Ia heran dengan Wali Kota Denpasar saat itu yang telah mengeluarkan SK pada tahun 2014. Pasalnya hal itu tidak sinkron dengan berita acara penyerahan pada tanggal 2 Mei 2016.
Di mana di dalam SK Wali Kota tahun 2014 disebutkan yang dimaksud adalah Jalan Tukad Punggawa I. Sementara Jalan Tukad Punggawa I telah diputus dengan Jalan Tukad Guming. Namun ketika masuk ke tanah miliknya, nama jalan menjadi Jalan Tukad Punggawa dan di potong lagi dengan Jalan Tukad Penataran menuju Jalan Tukad Punggawa I di sebelah utara.
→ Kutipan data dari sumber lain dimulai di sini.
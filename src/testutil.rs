//! In-memory [`Ledger`] and scripted [`Upstream`] for tests.

use std::cell::{Cell, RefCell};
use std::collections::{HashMap, VecDeque};
use std::future::Future;
use std::pin::Pin;
use std::task::{Context, Poll};

use riven::consts::RegionalRoute;
use web_time::{Duration, SystemTime};

use crate::db::{Match, Participant, Player};
use crate::error::CmError;
use crate::ledger::{backfill_name, Ledger, NewMatch, NewParticipant, Write, WriteBatch};
use crate::riot::{Upstream, UpstreamError};
use crate::util::epoch_secs;

/// Mirrors the D1 SQL: insert-or-skip matches, insert-or-ignore participation on
/// `(match_id, player_id)`, name backfill, and `MAX` watermarks.
#[derive(Default)]
pub struct MemoryLedger {
    players: RefCell<Vec<Player>>,
    matches: RefCell<Vec<Match>>,
    participants: RefCell<Vec<Participant>>,
    commits: Cell<usize>,
}
impl MemoryLedger {
    pub fn add_player(
        &self,
        puuid: &str,
        game_name: Option<&str>,
        tag_line: Option<&str>,
        last_update: Option<SystemTime>,
    ) -> Player {
        let mut players = self.players.borrow_mut();
        let player = Player {
            id: players.len() as u64 + 1,
            puuid: puuid.to_owned(),
            game_name: game_name.map(str::to_owned),
            tag_line: tag_line.map(str::to_owned),
            last_update,
        };
        players.push(player.clone());
        player
    }

    pub fn player(&self, puuid: &str) -> Option<Player> {
        self.players
            .borrow()
            .iter()
            .find(|p| p.puuid == puuid)
            .cloned()
    }

    pub fn players(&self) -> Vec<Player> {
        self.players.borrow().clone()
    }

    pub fn matches(&self) -> Vec<Match> {
        self.matches.borrow().clone()
    }

    pub fn participants(&self) -> Vec<Participant> {
        self.participants.borrow().clone()
    }

    /// Number of [`Ledger::commit`] calls.
    pub fn commits(&self) -> usize {
        self.commits.get()
    }

    fn upsert_player(&self, puuid: &str, game_name: Option<&str>, tag_line: Option<&str>) -> u64 {
        let mut players = self.players.borrow_mut();
        if let Some(player) = players.iter_mut().find(|p| p.puuid == puuid) {
            player.game_name = backfill_name(player.game_name.as_deref(), game_name);
            player.tag_line = backfill_name(player.tag_line.as_deref(), tag_line);
            return player.id;
        }
        let id = players.len() as u64 + 1;
        players.push(Player {
            id,
            puuid: puuid.to_owned(),
            game_name: game_name.map(str::to_owned),
            tag_line: tag_line.map(str::to_owned),
            last_update: None,
        });
        id
    }

    fn apply_match(&self, new_match: NewMatch) {
        let player_ids = new_match
            .participants
            .iter()
            .map(|p| self.upsert_player(&p.puuid, p.game_name.as_deref(), p.tag_line.as_deref()))
            .collect::<Vec<_>>();

        let match_pk = {
            let mut matches = self.matches.borrow_mut();
            match matches.iter().find(|m| m.match_id == new_match.match_id) {
                Some(existing) => existing.id,
                None => {
                    let id = matches.len() as u64 + 1;
                    matches.push(Match {
                        id,
                        match_id: new_match.match_id.clone(),
                        queue_id: new_match.queue_id,
                        start_timestamp: new_match.start_timestamp,
                    });
                    id
                }
            }
        };

        let mut participants = self.participants.borrow_mut();
        for (p, player_id) in new_match.participants.into_iter().zip(player_ids) {
            if participants
                .iter()
                .any(|row| row.match_id == match_pk && row.player_id == player_id)
            {
                continue;
            }
            let id = participants.len() as u64 + 1;
            participants.push(Participant {
                id,
                match_id: match_pk,
                player_id,
                team_id: p.team_id,
                champion_name: p.champion_name,
                win: p.win,
                role: p.role,
                kills: p.kills,
                deaths: p.deaths,
                assists: p.assists,
                gold_earned: p.gold_earned,
                damage_dealt: p.damage_dealt,
            });
        }
    }
}
impl Ledger for MemoryLedger {
    async fn list_players(&self) -> Result<Vec<Player>, CmError> {
        Ok(self.players())
    }

    async fn find_player(&self, puuid: &str) -> Result<Option<Player>, CmError> {
        Ok(self.player(puuid))
    }

    async fn get_or_insert_player(
        &self,
        puuid: &str,
        game_name: Option<&str>,
        tag_line: Option<&str>,
    ) -> Result<Player, CmError> {
        Ok(match self.player(puuid) {
            Some(player) => player,
            None => self.add_player(puuid, game_name, tag_line, None),
        })
    }

    async fn match_exists(&self, match_id: &str) -> Result<bool, CmError> {
        Ok(self
            .matches
            .borrow()
            .iter()
            .any(|m| m.match_id == match_id))
    }

    async fn commit(&self, batch: WriteBatch) -> Result<(), CmError> {
        self.commits.set(self.commits.get() + 1);
        for write in batch.into_writes() {
            match write {
                Write::Match(new_match) => self.apply_match(new_match),
                Write::Watermark { puuid, last_update } => {
                    let mut players = self.players.borrow_mut();
                    if let Some(player) = players.iter_mut().find(|p| p.puuid == puuid) {
                        player.last_update = player.last_update.max(Some(last_update));
                    }
                }
            }
        }
        Ok(())
    }
}

/// One call made to a [`FakeUpstream`].
#[derive(Clone, Debug, PartialEq, Eq)]
pub enum Call {
    /// A listing page.
    MatchIds {
        puuid: String,
        start_secs: u64,
        end_secs: u64,
        offset: usize,
    },
    /// A match detail.
    Match { match_id: String },
}

/// Scripted Riot API. Listing pages are keyed by `(puuid, offset)` and matches by match ID;
/// both are served repeatedly. Unscripted pages are empty, unscripted matches are 404.
/// Interrupts are served first, once each, to whatever call comes next.
#[derive(Default)]
pub struct FakeUpstream {
    pages: RefCell<HashMap<(String, usize), Result<Vec<String>, UpstreamError>>>,
    details: RefCell<HashMap<String, Result<NewMatch, UpstreamError>>>,
    interrupts: RefCell<VecDeque<UpstreamError>>,
    calls: RefCell<Vec<Call>>,
    sleeps: RefCell<Vec<Duration>>,
}
impl FakeUpstream {
    pub fn set_page(&self, puuid: &str, offset: usize, match_ids: &[String]) {
        self.pages
            .borrow_mut()
            .insert((puuid.to_owned(), offset), Ok(match_ids.to_vec()));
    }

    pub fn set_page_error(&self, puuid: &str, offset: usize, status: u16, body: &str) {
        self.pages
            .borrow_mut()
            .insert((puuid.to_owned(), offset), Err(status_error(status, None, body)));
    }

    pub fn set_detail(&self, new_match: NewMatch) {
        self.details
            .borrow_mut()
            .insert(new_match.match_id.clone(), Ok(new_match));
    }

    pub fn set_detail_error(&self, match_id: &str, status: u16, body: &str) {
        self.details
            .borrow_mut()
            .insert(match_id.to_owned(), Err(status_error(status, None, body)));
    }

    /// Queues a one-shot error status, e.g. a 429 with an optional `Retry-After` in seconds.
    pub fn interrupt(&self, status: u16, retry_after_secs: Option<u64>) {
        self.interrupts.borrow_mut().push_back(status_error(
            status,
            retry_after_secs.map(Duration::from_secs),
            "{}",
        ));
    }

    /// Queues a one-shot failure without a response.
    pub fn interrupt_transport(&self, msg: &str) {
        self.interrupts
            .borrow_mut()
            .push_back(UpstreamError::Transport(msg.to_owned()));
    }

    pub fn calls(&self) -> Vec<Call> {
        self.calls.borrow().clone()
    }

    /// Number of match detail calls (including retries).
    pub fn detail_requests(&self) -> usize {
        self.calls
            .borrow()
            .iter()
            .filter(|call| matches!(call, Call::Match { .. }))
            .count()
    }

    pub fn sleeps(&self) -> Vec<Duration> {
        self.sleeps.borrow().clone()
    }

    async fn record(&self, call: Call) -> Option<UpstreamError> {
        self.calls.borrow_mut().push(call);
        // Let concurrent syncs interleave.
        YieldOnce(false).await;
        self.interrupts.borrow_mut().pop_front()
    }
}
impl Upstream for FakeUpstream {
    async fn match_ids(
        &self,
        _region: RegionalRoute,
        puuid: &str,
        start: SystemTime,
        end: SystemTime,
        offset: usize,
    ) -> Result<Vec<String>, UpstreamError> {
        let call = Call::MatchIds {
            puuid: puuid.to_owned(),
            start_secs: epoch_secs(start),
            end_secs: epoch_secs(end),
            offset,
        };
        if let Some(e) = self.record(call).await {
            return Err(e);
        }
        self.pages
            .borrow()
            .get(&(puuid.to_owned(), offset))
            .cloned()
            .unwrap_or_else(|| Ok(Vec::new()))
    }

    async fn get_match(
        &self,
        _region: RegionalRoute,
        match_id: &str,
    ) -> Result<NewMatch, UpstreamError> {
        let call = Call::Match {
            match_id: match_id.to_owned(),
        };
        if let Some(e) = self.record(call).await {
            return Err(e);
        }
        self.details
            .borrow()
            .get(match_id)
            .cloned()
            .unwrap_or_else(|| Err(status_error(404, None, "Data not found")))
    }

    async fn sleep(&self, duration: Duration) {
        self.sleeps.borrow_mut().push(duration);
    }
}

fn status_error(status: u16, retry_after: Option<Duration>, body: &str) -> UpstreamError {
    UpstreamError::Status {
        status,
        retry_after,
        body: body.to_owned(),
    }
}

struct YieldOnce(bool);
impl Future for YieldOnce {
    type Output = ();

    fn poll(mut self: Pin<&mut Self>, cx: &mut Context<'_>) -> Poll<()> {
        if self.0 {
            return Poll::Ready(());
        }
        self.0 = true;
        cx.waker().wake_by_ref();
        Poll::Pending
    }
}

/// A ranked solo game as the upstream reports it, names as given. The first five participants
/// are on the winning blue side. Participants are `(puuid, game_name, tag_line)`.
pub fn fake_match(
    match_id: &str,
    game_start_millis: u64,
    participants: &[(&str, Option<&str>, Option<&str>)],
) -> NewMatch {
    let participants = participants
        .iter()
        .enumerate()
        .map(|(i, (puuid, game_name, tag_line))| NewParticipant {
            puuid: puuid.to_string(),
            game_name: game_name.map(str::to_owned),
            tag_line: tag_line.map(str::to_owned),
            team_id: if i < 5 { 100 } else { 200 },
            champion_name: "Ahri".to_owned(),
            win: i < 5,
            role: "SOLO".to_owned(),
            kills: 7,
            deaths: 2,
            assists: 9,
            gold_earned: 12_345,
            damage_dealt: 23_456,
        })
        .collect();
    NewMatch {
        match_id: match_id.to_owned(),
        queue_id: 420,
        start_timestamp: SystemTime::UNIX_EPOCH + Duration::from_millis(game_start_millis),
        participants,
    }
}
//! [`serde_with`] helpers.

use std::marker::PhantomData;

use serde::de::Deserializer;
use serde_with::de::DeserializeAs;
use serde_with::SerializeAs;

/// `serde_with` adapter letting [`web_time::SystemTime`] use the `std` based `serde_with`
/// timestamp formats, e.g. `WebSystemTime<TimestampMilliSeconds<i64>>`.
pub struct WebSystemTime<T>(PhantomData<T>);
impl<'de, T> DeserializeAs<'de, web_time::SystemTime> for WebSystemTime<T>
where
    T: DeserializeAs<'de, std::time::SystemTime>,
{
    fn deserialize_as<D>(deserializer: D) -> Result<web_time::SystemTime, D::Error>
    where
        D: Deserializer<'de>,
    {
        T::deserialize_as(deserializer).map(from_std)
    }
}
impl<T> SerializeAs<web_time::SystemTime> for WebSystemTime<T>
where
    T: SerializeAs<std::time::SystemTime>,
{
    fn serialize_as<S>(source: &web_time::SystemTime, serializer: S) -> Result<S::Ok, S::Error>
    where
        S: serde::Serializer,
    {
        T::serialize_as(&to_std(*source), serializer)
    }
}

#[cfg(all(target_family = "wasm", target_os = "unknown"))]
fn from_std(time: std::time::SystemTime) -> web_time::SystemTime {
    <web_time::SystemTime as web_time::web::SystemTimeExt>::from_std(time)
}
#[cfg(all(target_family = "wasm", target_os = "unknown"))]
fn to_std(time: web_time::SystemTime) -> std::time::SystemTime {
    <web_time::SystemTime as web_time::web::SystemTimeExt>::to_std(time)
}

// Off the web, `web_time` re-exports `std::time`.
#[cfg(not(all(target_family = "wasm", target_os = "unknown")))]
fn from_std(time: std::time::SystemTime) -> web_time::SystemTime {
    time
}
#[cfg(not(all(target_family = "wasm", target_os = "unknown")))]
fn to_std(time: web_time::SystemTime) -> std::time::SystemTime {
    time
}
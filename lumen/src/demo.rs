//! Builds a small scene and relights it in a few rounds.

use std::time::Instant;

use anyhow::Context;
use lumen_core::light_engine::{LightUpdateStats, LightingEngine};
use lumen_core::world::LightWorld;
use lumen_utils::{BlockId, BlockPos, ChunkPos};
use rand::{Rng, SeedableRng, rngs::StdRng};

use crate::config::{DemoConfig, LumenConfig};

/// The demo world and its engine.
pub struct Demo {
    world: LightWorld,
    engine: LightingEngine,
    settings: DemoConfig,
    rng: StdRng,
    torches: Vec<BlockPos>,
}

impl Demo {
    /// Creates the world described by `config` with all demo chunks loaded.
    pub fn new(config: &LumenConfig) -> anyhow::Result<Self> {
        let mut world =
            LightWorld::from_config(&config.lighting).context("invalid block catalog")?;
        let radius = config.demo.radius;
        for x in -radius..=radius {
            for z in -radius..=radius {
                world.load_chunk(ChunkPos::new(x, z));
            }
        }
        log::info!("Loaded {} chunks", world.loaded_chunks());

        Ok(Self {
            world,
            engine: LightingEngine::from_config(&config.lighting),
            settings: config.demo.clone(),
            rng: StdRng::seed_from_u64(config.demo.seed),
            torches: Vec::new(),
        })
    }

    fn block(&self, name: &str) -> anyhow::Result<BlockId> {
        self.world
            .registry()
            .id_of(name)
            .with_context(|| format!("block catalog has no `{name}`"))
    }

    /// World x/z range covered by the loaded chunks.
    fn extent(&self) -> (i32, i32) {
        let min = -self.settings.radius * 16;
        (min, -min + 16)
    }

    fn random_surface_pos(&mut self, above: i32) -> BlockPos {
        let (min, max) = self.extent();
        BlockPos::new(
            self.rng.random_range(min..max),
            self.settings.ground_height + above,
            self.rng.random_range(min..max),
        )
    }

    fn relight(&mut self, round: &str) -> anyhow::Result<LightUpdateStats> {
        let _span = tracing::info_span!("relight", round).entered();
        let start = Instant::now();
        let stats = self.engine.process_updates(&mut self.world)?;
        let dirty = self.world.take_dirty_sections();

        log::info!(
            "{round}: {} updates, {} brightenings, {} darkenings, {} dirty sections in {:?}",
            stats.processed,
            stats.brightenings,
            stats.darkenings,
            dirty.len(),
            start.elapsed()
        );
        Ok(stats)
    }

    /// Lays the stone floor.
    pub fn build_ground(&mut self) -> anyhow::Result<LightUpdateStats> {
        let stone = self.block("stone")?;
        let (min, max) = self.extent();

        for x in min..max {
            for z in min..max {
                for y in 0..self.settings.ground_height {
                    self.world.set_block_and_schedule(
                        &mut self.engine,
                        BlockPos::new(x, y, z),
                        stone,
                    );
                }
            }
        }
        self.relight("ground")
    }

    /// Scatters pillars and torches over the floor.
    pub fn decorate(&mut self) -> anyhow::Result<LightUpdateStats> {
        let stone = self.block("stone")?;
        let torch = self.block("torch")?;

        for _ in 0..self.settings.pillars {
            let base = self.random_surface_pos(0);
            let height = self.rng.random_range(2..12);
            for dy in 0..height {
                self.world
                    .set_block_and_schedule(&mut self.engine, base.offset(0, dy, 0), stone);
            }
        }

        for _ in 0..self.settings.torches {
            let pos = self.random_surface_pos(0);
            if self.world.block_at(pos) != Some(BlockId::AIR) {
                continue;
            }
            self.world
                .set_block_and_schedule(&mut self.engine, pos, torch);
            self.torches.push(pos);
        }
        log::info!("Placed {} torches", self.torches.len());

        self.relight("decorate")
    }

    /// Removes some of the torches again.
    pub fn remove_torches(&mut self) -> anyhow::Result<LightUpdateStats> {
        let count = self.settings.removals.min(self.torches.len());
        for _ in 0..count {
            let index = self.rng.random_range(0..self.torches.len());
            let pos = self.torches.swap_remove(index);
            self.world
                .set_block_and_schedule(&mut self.engine, pos, BlockId::AIR);
        }
        self.relight("remove torches")
    }

    /// Logs a cross section of the light just above the floor.
    pub fn log_summary(&self) {
        let y = self.settings.ground_height;
        let (min, max) = self.extent();
        let mut lit = 0usize;
        let mut total = 0usize;

        for x in min..max {
            for z in min..max {
                total += 1;
                if self
                    .world
                    .block_light(BlockPos::new(x, y, z))
                    .is_some_and(|level| level > 0)
                {
                    lit += 1;
                }
            }
        }
        log::info!("{lit} of {total} floor positions receive block light");

        for pos in &self.torches {
            log::debug!(
                "torch {pos}: block {:?}, sky {:?}",
                self.world.block_light(*pos),
                self.world.sky_light(*pos)
            );
        }
    }
}

#[cfg(test)]
mod tests {
    use lumen_core::config::LightConfig;

    use super::*;

    fn config() -> LumenConfig {
        LumenConfig {
            lighting: LightConfig::default(),
            demo: DemoConfig {
                radius: 0,
                ground_height: 4,
                torches: 6,
                pillars: 3,
                removals: 6,
                seed: 7,
            },
        }
    }

    #[test]
    fn test_removing_every_torch_leaves_no_block_light() {
        let mut demo = Demo::new(&config()).unwrap();
        demo.build_ground().unwrap();
        demo.decorate().unwrap();
        assert!(!demo.torches.is_empty());

        demo.remove_torches().unwrap();
        assert!(demo.torches.is_empty());
        for x in 0..16 {
            for z in 0..16 {
                for y in 0..32 {
                    assert_eq!(demo.world.block_light(BlockPos::new(x, y, z)), Some(0));
                }
            }
        }
    }

    #[test]
    fn test_ground_shades_sky() {
        let mut demo = Demo::new(&config()).unwrap();
        demo.build_ground().unwrap();

        // The floor is covered, so only the top layer can see the sky.
        assert_eq!(demo.world.sky_light(BlockPos::new(8, 4, 8)), Some(15));
        assert_eq!(demo.world.sky_light(BlockPos::new(8, 3, 8)), Some(0));
        assert_eq!(demo.world.sky_light(BlockPos::new(8, 0, 8)), Some(0));
    }
}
“Bapak-bapak yang terhormat Jero Bendesa, Lurah Serangan, Camat Denpasar Selatan dan Bapak Wali Kota sekarang, saya bukan masyarakat yang bodoh. Kalau Jalan Tukad Punggawa I itu jalan Pemkot, memang benar. Tapi kalau Jalan Tukad Punggawa tanpa I, itu punya Pemkot, itu darimana? Ini penyelundupan,” kecamnya
Oleh karena itu, Ipung meminta jawaban dari Wali Kota Denpasar kala itu maupun Wali Kota Denpasar saat ini terkait SK tahun 2014 yang telah dikeluarkan.
Karena tanah miliknya yang telah dicaplok, dibeli dengan menggunakan uang, bukan dibeli dengan kertas yang berbentuk SK.
Ipung juga menyatakan, jika tidak di respon, ia akan kembali menutup jalan dan membongkar jalan yang dibangun di atas tanahnya. Selain itu, ia akan melaporkan ke Komisi Pemberantasan Korupsi (KPK) terkait keluarnya SK Wali Kota Denpasar tahun 2014.
“Siapa yang menerima upeti di sini, siapa yang menerima konpensasi di sini, siapa yang mewakili keluarga besar saya atau keluarga Daeng Abdul Kadir di sini, tentu saya berhak tahu. Karena saya yakin ada mafia dan siapa yang diuntungkan, yakni pasti yang mengeluarkan SK ini,” ungkapnya.
Ipung menegaskan dirinya akan bersurat ke Wali Kota Denpasar yang ditembuskan ke Presiden, kemudian Menteri Kehutanan, Menteri Agraria, BPN Pusat, Ombudsman RI, Kejaksaan Agung, Ketua Mahkamah Agung setelah itu ke daerah.